**Data for the task:**
-------------------------

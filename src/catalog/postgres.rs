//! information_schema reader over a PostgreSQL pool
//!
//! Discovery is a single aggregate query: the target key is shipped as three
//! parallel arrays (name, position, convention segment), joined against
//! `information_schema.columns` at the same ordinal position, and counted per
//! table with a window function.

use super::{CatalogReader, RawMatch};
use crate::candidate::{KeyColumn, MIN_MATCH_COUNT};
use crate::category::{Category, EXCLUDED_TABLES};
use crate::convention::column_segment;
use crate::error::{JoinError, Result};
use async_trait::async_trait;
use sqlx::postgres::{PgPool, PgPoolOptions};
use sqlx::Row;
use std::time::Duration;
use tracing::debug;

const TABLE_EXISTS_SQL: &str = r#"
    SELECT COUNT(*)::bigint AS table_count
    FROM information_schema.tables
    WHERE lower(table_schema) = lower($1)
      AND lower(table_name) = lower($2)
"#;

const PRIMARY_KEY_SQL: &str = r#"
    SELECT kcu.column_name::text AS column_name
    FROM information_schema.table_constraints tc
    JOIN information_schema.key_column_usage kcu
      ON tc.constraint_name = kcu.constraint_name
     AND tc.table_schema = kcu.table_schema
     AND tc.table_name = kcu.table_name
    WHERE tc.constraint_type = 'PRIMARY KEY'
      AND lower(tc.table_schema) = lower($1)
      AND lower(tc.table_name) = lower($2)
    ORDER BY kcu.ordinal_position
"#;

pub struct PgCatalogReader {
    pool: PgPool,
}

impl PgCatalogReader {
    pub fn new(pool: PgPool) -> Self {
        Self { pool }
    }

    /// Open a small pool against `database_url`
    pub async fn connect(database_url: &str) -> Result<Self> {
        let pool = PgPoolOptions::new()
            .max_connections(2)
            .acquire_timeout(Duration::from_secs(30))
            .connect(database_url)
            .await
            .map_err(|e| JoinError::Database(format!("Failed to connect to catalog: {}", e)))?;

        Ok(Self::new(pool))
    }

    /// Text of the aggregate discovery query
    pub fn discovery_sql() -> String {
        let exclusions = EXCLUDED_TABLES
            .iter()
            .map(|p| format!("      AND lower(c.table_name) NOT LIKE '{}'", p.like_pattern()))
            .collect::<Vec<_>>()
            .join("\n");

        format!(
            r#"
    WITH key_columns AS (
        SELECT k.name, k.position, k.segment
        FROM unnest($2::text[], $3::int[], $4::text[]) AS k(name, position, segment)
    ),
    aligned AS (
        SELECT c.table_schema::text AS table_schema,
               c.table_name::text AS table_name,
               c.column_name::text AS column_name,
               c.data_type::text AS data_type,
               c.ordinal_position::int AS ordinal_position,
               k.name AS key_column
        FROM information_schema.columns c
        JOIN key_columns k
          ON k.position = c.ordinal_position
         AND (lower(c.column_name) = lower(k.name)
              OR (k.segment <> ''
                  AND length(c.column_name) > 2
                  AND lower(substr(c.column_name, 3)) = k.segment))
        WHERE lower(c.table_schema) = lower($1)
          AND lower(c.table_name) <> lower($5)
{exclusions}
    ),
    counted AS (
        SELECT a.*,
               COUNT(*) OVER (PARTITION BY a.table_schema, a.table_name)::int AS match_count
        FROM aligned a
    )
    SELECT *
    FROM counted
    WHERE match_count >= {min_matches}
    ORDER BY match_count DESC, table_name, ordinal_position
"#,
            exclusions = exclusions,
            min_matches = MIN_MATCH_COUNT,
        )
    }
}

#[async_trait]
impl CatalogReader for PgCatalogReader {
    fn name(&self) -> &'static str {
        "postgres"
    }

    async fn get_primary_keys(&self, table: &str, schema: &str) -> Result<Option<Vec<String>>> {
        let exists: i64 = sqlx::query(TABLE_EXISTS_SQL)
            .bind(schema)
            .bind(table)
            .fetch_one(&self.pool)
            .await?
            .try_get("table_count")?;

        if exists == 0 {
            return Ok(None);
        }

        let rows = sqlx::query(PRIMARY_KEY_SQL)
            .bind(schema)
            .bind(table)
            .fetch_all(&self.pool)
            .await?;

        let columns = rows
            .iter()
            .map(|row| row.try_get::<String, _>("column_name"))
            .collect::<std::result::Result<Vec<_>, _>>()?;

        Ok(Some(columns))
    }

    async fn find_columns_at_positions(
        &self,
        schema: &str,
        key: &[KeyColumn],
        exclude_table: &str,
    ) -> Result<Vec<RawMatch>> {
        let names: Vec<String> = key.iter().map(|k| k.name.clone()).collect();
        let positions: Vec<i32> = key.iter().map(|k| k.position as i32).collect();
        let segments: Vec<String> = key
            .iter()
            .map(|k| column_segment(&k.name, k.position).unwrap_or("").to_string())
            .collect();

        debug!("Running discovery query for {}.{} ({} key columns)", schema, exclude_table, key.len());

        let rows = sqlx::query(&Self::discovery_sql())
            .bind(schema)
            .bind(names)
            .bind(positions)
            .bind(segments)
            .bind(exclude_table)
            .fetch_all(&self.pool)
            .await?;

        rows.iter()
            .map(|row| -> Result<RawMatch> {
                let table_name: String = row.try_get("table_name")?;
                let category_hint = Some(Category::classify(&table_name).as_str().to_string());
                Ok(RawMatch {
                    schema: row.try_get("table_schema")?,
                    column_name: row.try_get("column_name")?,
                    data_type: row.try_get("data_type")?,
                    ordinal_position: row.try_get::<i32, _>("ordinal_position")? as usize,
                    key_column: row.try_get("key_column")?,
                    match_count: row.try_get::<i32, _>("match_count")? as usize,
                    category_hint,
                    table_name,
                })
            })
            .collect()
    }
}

-------------------------

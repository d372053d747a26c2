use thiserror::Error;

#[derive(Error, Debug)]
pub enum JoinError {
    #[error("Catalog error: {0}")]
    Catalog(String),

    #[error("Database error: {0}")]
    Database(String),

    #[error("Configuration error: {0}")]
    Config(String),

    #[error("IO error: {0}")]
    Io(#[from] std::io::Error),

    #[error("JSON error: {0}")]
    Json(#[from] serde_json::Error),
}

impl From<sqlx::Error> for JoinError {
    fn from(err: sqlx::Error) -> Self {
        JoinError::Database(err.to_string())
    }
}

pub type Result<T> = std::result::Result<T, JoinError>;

-------------------------

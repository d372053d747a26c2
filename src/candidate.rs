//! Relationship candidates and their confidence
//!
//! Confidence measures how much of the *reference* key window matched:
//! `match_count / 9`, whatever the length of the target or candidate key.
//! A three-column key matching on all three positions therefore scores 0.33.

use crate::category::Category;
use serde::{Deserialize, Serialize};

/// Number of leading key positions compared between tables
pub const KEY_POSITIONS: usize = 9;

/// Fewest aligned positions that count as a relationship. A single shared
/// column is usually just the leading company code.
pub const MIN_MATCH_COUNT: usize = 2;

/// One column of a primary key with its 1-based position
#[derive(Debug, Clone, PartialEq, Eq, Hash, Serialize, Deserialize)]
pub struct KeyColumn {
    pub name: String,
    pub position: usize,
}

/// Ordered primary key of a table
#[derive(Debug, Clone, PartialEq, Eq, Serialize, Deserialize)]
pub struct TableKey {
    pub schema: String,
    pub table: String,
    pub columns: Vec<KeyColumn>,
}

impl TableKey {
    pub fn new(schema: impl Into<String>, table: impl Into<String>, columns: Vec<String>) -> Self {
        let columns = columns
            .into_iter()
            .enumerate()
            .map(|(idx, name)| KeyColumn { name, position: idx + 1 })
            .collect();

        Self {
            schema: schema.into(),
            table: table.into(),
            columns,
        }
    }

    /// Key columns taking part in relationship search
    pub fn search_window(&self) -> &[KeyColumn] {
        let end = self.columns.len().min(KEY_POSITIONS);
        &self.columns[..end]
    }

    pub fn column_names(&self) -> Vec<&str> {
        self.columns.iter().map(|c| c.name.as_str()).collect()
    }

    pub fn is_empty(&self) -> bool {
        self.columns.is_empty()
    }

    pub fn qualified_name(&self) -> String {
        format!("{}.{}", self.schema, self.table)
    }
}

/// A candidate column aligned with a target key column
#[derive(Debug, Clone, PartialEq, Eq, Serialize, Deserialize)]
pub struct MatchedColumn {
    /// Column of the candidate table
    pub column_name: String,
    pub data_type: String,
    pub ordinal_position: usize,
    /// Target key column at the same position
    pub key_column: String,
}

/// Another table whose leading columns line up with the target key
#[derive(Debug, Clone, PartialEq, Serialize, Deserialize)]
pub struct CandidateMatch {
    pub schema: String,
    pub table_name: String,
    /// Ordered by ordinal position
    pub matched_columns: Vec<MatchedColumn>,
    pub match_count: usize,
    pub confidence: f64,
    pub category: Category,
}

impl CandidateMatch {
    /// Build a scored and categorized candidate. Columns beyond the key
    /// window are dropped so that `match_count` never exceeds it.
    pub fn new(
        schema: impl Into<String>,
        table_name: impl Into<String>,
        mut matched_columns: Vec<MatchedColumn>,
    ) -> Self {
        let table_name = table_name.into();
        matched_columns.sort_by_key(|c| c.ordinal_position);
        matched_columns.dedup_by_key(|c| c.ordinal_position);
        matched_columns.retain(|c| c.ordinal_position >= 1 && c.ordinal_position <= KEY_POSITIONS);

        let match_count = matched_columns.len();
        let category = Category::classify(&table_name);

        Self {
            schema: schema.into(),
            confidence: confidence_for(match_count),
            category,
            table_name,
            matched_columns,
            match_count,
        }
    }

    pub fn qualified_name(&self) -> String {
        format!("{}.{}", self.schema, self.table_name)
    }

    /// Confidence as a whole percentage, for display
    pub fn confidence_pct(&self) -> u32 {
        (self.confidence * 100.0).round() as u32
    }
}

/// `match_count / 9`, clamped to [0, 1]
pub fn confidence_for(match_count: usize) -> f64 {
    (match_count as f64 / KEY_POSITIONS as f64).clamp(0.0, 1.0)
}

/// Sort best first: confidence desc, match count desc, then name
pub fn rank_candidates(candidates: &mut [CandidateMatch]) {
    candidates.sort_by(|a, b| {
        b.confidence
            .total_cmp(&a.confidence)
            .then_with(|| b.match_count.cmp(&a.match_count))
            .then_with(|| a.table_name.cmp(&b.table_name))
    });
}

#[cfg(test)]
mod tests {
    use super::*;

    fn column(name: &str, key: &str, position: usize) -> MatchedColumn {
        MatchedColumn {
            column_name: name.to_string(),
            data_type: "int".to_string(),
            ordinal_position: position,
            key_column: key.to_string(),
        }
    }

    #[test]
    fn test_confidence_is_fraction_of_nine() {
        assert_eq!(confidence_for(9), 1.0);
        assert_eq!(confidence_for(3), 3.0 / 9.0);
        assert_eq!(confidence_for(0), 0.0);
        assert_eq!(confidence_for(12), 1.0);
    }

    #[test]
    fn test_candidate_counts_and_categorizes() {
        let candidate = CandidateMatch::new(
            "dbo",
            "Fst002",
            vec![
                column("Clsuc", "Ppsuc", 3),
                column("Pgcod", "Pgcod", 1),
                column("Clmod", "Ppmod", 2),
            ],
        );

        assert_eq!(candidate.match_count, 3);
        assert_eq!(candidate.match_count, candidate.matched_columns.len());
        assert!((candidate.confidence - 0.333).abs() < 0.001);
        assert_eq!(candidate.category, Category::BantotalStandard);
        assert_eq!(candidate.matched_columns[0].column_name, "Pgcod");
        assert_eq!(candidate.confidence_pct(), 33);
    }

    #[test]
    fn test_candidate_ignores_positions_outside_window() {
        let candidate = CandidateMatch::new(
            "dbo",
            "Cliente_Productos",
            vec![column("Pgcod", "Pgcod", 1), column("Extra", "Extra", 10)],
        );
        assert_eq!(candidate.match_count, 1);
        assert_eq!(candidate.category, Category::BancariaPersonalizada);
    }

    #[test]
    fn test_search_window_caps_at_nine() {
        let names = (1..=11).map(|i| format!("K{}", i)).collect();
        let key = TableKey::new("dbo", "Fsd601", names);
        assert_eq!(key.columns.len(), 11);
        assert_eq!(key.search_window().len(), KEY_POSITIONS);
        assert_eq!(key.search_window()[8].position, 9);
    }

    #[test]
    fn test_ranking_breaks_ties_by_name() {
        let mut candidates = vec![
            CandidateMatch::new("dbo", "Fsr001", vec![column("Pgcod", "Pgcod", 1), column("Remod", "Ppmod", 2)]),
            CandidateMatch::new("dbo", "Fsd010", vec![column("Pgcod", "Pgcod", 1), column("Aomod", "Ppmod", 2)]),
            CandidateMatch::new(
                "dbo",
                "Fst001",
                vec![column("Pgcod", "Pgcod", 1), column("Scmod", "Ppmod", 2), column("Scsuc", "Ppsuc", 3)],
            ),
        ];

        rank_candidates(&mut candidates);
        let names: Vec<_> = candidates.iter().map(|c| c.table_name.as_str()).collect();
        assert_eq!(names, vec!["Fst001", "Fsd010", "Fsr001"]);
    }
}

-------------------------

Your answer should consist only of the lines above between the line holding "filename src/catalog/postgres.rs" and the line holding "AND lower(tc.table_name) = lower($2)", inclusive, each transcribed exactly.

filename src/catalog/postgres.rs
//! information_schema reader over a PostgreSQL pool
//!
//! Discovery is a single aggregate query: the target key is shipped as three
//! parallel arrays (name, position, convention segment), joined against
//! `information_schema.columns` at the same ordinal position, and counted per
//! table with a window function.

use super::{CatalogReader, RawMatch};
use crate::candidate::{KeyColumn, MIN_MATCH_COUNT};
use crate::category::{Category, EXCLUDED_TABLES};
use crate::convention::column_segment;
use crate::error::{JoinError, Result};
use async_trait::async_trait;
use sqlx::postgres::{PgPool, PgPoolOptions};
use sqlx::Row;
use std::time::Duration;
use tracing::debug;

const TABLE_EXISTS_SQL: &str = r#"
    SELECT COUNT(*)::bigint AS table_count
    FROM information_schema.tables
    WHERE lower(table_schema) = lower($1)
      AND lower(table_name) = lower($2)
"#;

const PRIMARY_KEY_SQL: &str = r#"
    SELECT kcu.column_name::text AS column_name
    FROM information_schema.table_constraints tc
    JOIN information_schema.key_column_usage kcu
      ON tc.constraint_name = kcu.constraint_name
     AND tc.table_schema = kcu.table_schema
     AND tc.table_name = kcu.table_name
    WHERE tc.constraint_type = 'PRIMARY KEY'
      AND lower(tc.table_schema) = lower($1)
      AND lower(tc.table_name) = lower($2)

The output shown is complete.